J'aurai dû prendre des notes parce que j'ai vu ce film il y a 4 jours et j'ai déjà du mal à trouver ce que je dois en dire. C'est dire à quel point il m'a marqué, alors qu'en fait, je l'ai limite préféré au tout premier.
Disons que c'est un prolongement du premier Deadpool avec ses qualités et ses défauts : si vous trouviez que Deadpool est un insupportable bavard, si vous n'aimez pas les "talaref", le mauvais goût et le fait qu'il souligne systématiquement chaque incohérence, c'est pas fait pour vous.
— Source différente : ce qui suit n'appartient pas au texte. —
impl Inner {
	fn lock(&self) -> parking_lot::MutexGuard<'_, State> {
		self.state.lock()
	}

	pub fn is_active(&self, path: &str, track: &str) -> bool {
		let state = self.lock();
		state.requested.get(path).is_some_and(|tracks| tracks.contains_key(track))
			&& state.available.get(path).is_some_and(|catalog| catalog.get(track).is_some())
	}

	pub fn subscription_priority(&self, path: &str, track: &str) -> Option<u8> {
		self.lock().requested.get(path)?.get(track).map(|s| s.priority)
	}

	fn set_status(&self, status: Status) {
		let callback = {
			let mut state = self.lock();
			state.status = status;
			state.callbacks.on_status.clone()
		};
		if let Some(callback) = callback {
			callback(status);
		}
	}

	pub fn invoke_on_error(&self, err: Error) {
		tracing::warn!(%err, "manager error");
		let callback = {
			let mut state = self.lock();
			state.last_error = Some(err.to_string());
			state.callbacks.on_error.clone()
		};
		if let Some(callback) = callback {
			callback(&err);
		}
	}

	pub fn invoke_on_frame(&self, path: &str, track: &str, payload: Bytes) {
		let callback = self.lock().callbacks.on_frame.clone();
		if let Some(callback) = callback {
			callback(path, track, payload);
		}
	}

	fn invoke_on_broadcast_announced(&self, path: &str) {
		let callback = self.lock().callbacks.on_broadcast_announced.clone();
		if let Some(callback) = callback {
			callback(path);
		}
	}

	fn invoke_on_broadcast_cancelled(&self, path: &str) {
		let callback = self.lock().callbacks.on_broadcast_cancelled.clone();
		if let Some(callback) = callback {
			callback(path);
		}
	}

	fn invoke_on_connection_closed(&self) {
		let callback = self.lock().callbacks.on_connection_closed.clone();
		if let Some(callback) = callback {
			callback();
		}
	}

	/// Recompute active workers for `path` against the latest requested/available snapshot.
	fn reconcile_path(self: &Arc<Self>, session: &ConcreteSession, path: &str) {
		let wanted: Vec<String> = {
			let state = self.lock();
			let requested = state.requested.get(path);
			let available = state.available.get(path);
			match (requested, available) {
				(Some(requested), Some(available)) => requested
					.keys()
					.filter(|track| available.get(track).is_some())
					.cloned()
					.collect(),
				_ => Vec::new(),
			}
		};

		let mut state = self.lock();

		state.workers.retain(|(worker_path, track), _| {
			worker_path != path || wanted.contains(track)
		});

		for track in wanted {
			let key = (path.to_string(), track.clone());
			if state.workers.contains_key(&key) {
				continue;
			}
			let handle = worker::spawn(self.clone(), session.clone(), path.to_string(), track);
			state.workers.insert(key, handle);
		}
	}

	fn reconcile_all(self: &Arc<Self>, session: &ConcreteSession) {
		let paths: Vec<String> = self.lock().requested.keys().cloned().collect();
		for path in paths {
			self.reconcile_path(session, &path);
		}
	}

	fn ensure_catalog_task(self: &Arc<Self>, session: &ConcreteSession, path: &str) {
		{
			let mut state = self.lock();
			if state.catalog_tasks.iter().any(|p| p == path) {
				return;
			}
			state.catalog_tasks.push(path.to_string());
		}

		let inner = self.clone();
		let session = session.clone();
		let path = path.to_string();

		self.runtime.spawn(async move {
			let broadcast = match session.consume(&path) {
				Ok(broadcast) => broadcast,
				Err(err) => {
					inner.invoke_on_error(err.into());
					return;
				}
			};
			let mut consumer = moq_catalog::CatalogConsumer::new(broadcast);

			loop {
				match consumer.next().await {
					Ok(Some(catalog)) => {
						inner.lock().available.insert(path.clone(), catalog);
						inner.reconcile_path(&session, &path);
					}
					Ok(None) => {
						inner.lock().available.remove(&path);
						inner.reconcile_path(&session, &path);
						break;
					}
					Err(err) => {
						inner.invoke_on_error(err.into());
						break;
					}
				}
			}

			inner.lock().catalog_tasks.retain(|p| p != &path);
		});
	}

	fn stop_all_workers(&self) {
		let mut state = self.lock();
		state.workers.clear();
		state.catalog_tasks.clear();
		state.available.clear();
		state.publishing.clear();
	}

	/// Publish every configured broadcast against a freshly (re)connected session: create a
	/// [`moq_core::BroadcastProducer`] and [`moq_catalog::CatalogProducer`] the first time a path
	/// is seen, then create any track that isn't published yet and record it in the catalog.
	fn publish_all(self: &Arc<Self>, session: &ConcreteSession) {
		let paths: Vec<String> = self.lock().broadcasts.keys().cloned().collect();
		for path in paths {
			self.publish_broadcast(session, &path);
		}
	}

	fn publish_broadcast(self: &Arc<Self>, session: &ConcreteSession, path: &str) {
		let configs = self.lock().broadcasts.get(path).cloned();
		let configs = match configs {
			Some(configs) if !configs.is_empty() => configs,
			_ => return,
		};

		let mut state = self.lock();

		if !state.publishing.contains_key(path) {
			let broadcast = moq_core::BroadcastProducer::new();
			let catalog = match moq_catalog::CatalogProducer::new(&broadcast) {
				Ok(catalog) => catalog,
				Err(err) => {
					drop(state);
					self.invoke_on_error(err.into());
					return;
				}
			};

			if let Err(err) = session.publish(path, broadcast.consume()) {
				drop(state);
				self.invoke_on_error(err.into());
				return;
			}

			state.publishing.insert(
				path.to_string(),
				PublishedBroadcast {
					broadcast,
					catalog,
					tracks: HashMap::new(),
				},
			);
		}

		let mut track_error = None;
		let mut created = Vec::new();

		{
			let published = state.publishing.get_mut(path).expect("just inserted above");

			for (name, config) in &configs {
				if published.tracks.contains_key(name) {
					continue;
				}

				let track = moq_core::Track::new(name.clone()).with_priority(config.priority);
				match published.broadcast.create_track(track) {
					Ok(producer) => {
						published.tracks.insert(name.clone(), producer);
						created.push(config.clone());
					}
					Err(err) => {
						track_error = Some(err);
						break;
					}
				}
			}

			if !created.is_empty() {
				let mut guard = published.catalog.update();
				for config in created {
					guard.tracks.insert(
						config.track.clone(),
						moq_catalog::AvailableTrack {
							name: config.track,
							kind: config.kind,
							priority: config.priority,
						},
					);
				}
			}
		}

		drop(state);

		if let Some(err) = track_error {
			self.invoke_on_error(err.into());
		}
	}
}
Si comme dans le premier, a toute une partie dramatique (Vanessa est morte, Deadpool est amputé de ses pouvoirs et on le voit sans son masque) le film perd très vite son sérieux et enclenche le mode "grosse déconnade" dès la deuxième partie du film. Le truc qui m'a le plus marqué, c'est la constitution de toute une équipe de bras cassés aux super-pouvoirs craignos (dont un joué par Terry Crews et un autre par un sosie de Ned Flanders) nommé la X-Force
Et la mort de la quasi-intégralité de l'équipe, de façon stupide et gore, parce que cela comporte un plan complètement con de la part de Deadpool à savoir : atterir en parapente.
Au niveau des personnages, on a l'arrivé de Cable et Domino. Celle-ci a beau partager l'affiche, son rôle dans le film est assez secondaire même si le personnage (et son pouvoir) sont cools. On a aussi le retour des deux X-Men du premier film, accompagné la copine de Negasonic que Deadpool semble kiffer.
On a aussi le Fléau et pour le coup, il est quand même assez proche de la menace qu'il représente dans les comic-books.
Voilà, ça se regarde comme un film de super héros un peu con et parfois lourd. Et avec une scène post-générique qui était vue comme une grosse parodie à l'époque, mais qui s'avère faire le pont avec Deadpool et Wolverine (oui, j'ai commencé à regarder ce dernier... et j'aurai plus de trucs à dire.)
A noter qu'il y a une version censurée comique où Deadpool raconte son histoire à Fred Savage, le gamin de Princess Bride (maintenant quinqua) et que quitte à regarder un film qui se détruit lui-même à coup de blague, j'aurai peut-être dû regarder celui-là.